**Extracted records**
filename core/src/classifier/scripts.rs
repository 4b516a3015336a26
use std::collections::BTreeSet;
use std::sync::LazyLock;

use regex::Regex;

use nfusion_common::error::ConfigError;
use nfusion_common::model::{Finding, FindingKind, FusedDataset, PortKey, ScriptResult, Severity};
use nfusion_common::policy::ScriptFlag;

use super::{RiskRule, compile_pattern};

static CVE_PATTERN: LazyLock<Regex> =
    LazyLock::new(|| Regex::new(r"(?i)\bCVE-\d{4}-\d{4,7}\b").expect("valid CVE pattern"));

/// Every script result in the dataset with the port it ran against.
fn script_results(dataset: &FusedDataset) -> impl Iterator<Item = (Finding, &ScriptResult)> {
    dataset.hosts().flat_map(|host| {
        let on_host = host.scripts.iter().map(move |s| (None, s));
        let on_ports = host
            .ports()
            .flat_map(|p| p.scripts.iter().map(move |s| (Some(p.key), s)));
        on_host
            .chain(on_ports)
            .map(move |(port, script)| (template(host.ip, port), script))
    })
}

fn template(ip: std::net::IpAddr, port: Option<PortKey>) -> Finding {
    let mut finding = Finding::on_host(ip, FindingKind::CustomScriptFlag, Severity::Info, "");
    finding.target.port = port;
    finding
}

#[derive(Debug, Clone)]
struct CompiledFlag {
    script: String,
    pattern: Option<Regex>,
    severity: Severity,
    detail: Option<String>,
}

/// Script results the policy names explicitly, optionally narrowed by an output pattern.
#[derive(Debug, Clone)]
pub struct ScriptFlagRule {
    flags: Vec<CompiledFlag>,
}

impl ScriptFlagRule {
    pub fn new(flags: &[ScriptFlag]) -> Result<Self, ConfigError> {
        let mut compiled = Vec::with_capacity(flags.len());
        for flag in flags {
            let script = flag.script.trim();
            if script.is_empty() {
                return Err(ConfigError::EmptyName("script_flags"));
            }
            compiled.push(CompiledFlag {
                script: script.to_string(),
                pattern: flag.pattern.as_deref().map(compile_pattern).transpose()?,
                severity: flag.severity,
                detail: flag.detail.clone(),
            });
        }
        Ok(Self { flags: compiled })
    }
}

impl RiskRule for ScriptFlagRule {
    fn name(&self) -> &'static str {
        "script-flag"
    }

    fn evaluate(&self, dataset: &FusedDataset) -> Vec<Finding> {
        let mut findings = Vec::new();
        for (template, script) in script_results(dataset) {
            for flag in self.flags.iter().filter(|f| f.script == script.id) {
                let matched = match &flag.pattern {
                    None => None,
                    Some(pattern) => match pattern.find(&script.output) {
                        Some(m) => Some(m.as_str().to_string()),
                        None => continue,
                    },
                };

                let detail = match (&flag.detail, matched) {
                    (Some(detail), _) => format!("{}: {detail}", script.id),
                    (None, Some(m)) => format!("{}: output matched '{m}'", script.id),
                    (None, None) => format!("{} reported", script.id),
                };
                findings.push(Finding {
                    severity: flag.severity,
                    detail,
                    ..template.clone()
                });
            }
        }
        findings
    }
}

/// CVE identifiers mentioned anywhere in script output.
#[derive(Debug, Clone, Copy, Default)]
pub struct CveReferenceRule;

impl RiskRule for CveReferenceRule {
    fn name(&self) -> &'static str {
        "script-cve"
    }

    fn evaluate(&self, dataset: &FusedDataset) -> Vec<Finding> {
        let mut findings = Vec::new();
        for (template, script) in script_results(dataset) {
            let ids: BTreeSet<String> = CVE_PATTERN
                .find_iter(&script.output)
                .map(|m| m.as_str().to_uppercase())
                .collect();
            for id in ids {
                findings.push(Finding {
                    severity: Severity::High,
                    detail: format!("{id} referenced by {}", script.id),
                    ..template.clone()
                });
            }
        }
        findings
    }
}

--

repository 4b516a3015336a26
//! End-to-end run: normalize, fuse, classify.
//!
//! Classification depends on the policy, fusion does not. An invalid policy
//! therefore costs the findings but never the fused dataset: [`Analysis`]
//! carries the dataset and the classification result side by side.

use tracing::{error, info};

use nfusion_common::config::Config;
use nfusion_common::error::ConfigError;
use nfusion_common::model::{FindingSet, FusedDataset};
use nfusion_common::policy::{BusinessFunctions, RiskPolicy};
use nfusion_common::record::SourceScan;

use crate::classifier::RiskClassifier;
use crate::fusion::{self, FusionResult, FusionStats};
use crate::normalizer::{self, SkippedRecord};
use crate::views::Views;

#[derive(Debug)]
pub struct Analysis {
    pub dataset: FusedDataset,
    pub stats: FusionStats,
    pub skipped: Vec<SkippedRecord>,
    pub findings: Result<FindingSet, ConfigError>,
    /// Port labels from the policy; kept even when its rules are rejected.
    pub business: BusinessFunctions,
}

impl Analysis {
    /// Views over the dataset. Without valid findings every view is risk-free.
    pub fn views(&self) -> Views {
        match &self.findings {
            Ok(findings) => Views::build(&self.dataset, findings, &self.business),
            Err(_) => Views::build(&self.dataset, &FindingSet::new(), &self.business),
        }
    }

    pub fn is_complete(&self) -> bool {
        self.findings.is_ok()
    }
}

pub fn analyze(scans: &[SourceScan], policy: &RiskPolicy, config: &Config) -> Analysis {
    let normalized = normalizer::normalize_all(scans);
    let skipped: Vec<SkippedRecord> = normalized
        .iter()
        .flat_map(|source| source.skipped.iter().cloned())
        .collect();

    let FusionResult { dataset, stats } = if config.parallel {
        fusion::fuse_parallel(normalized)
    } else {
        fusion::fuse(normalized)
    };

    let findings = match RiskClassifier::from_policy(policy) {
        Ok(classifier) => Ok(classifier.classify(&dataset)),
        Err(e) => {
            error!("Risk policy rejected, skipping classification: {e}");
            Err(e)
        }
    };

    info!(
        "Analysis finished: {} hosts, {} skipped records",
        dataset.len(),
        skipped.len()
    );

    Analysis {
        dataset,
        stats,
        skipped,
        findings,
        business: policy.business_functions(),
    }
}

--

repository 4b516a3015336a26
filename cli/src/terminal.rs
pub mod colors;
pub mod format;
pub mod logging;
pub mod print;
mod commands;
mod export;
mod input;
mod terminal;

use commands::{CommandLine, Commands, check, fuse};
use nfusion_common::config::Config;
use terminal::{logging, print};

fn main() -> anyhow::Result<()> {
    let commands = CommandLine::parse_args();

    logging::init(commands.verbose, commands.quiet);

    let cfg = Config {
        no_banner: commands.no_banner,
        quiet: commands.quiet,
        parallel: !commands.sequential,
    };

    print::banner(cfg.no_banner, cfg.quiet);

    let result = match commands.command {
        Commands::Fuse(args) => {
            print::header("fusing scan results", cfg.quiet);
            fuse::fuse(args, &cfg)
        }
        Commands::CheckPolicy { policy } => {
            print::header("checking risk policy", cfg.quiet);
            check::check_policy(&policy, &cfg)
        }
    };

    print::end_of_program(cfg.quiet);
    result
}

**Aim of the exercise**
Please filter the listing down to lines that include the word "Views".

**Exercise result**
use crate::views::Views;
    /// Views over the dataset. Without valid findings every view is risk-free.
    pub fn views(&self) -> Views {
            Ok(findings) => Views::build(&self.dataset, findings, &self.business),
            Err(_) => Views::build(&self.dataset, &FindingSet::new(), &self.business),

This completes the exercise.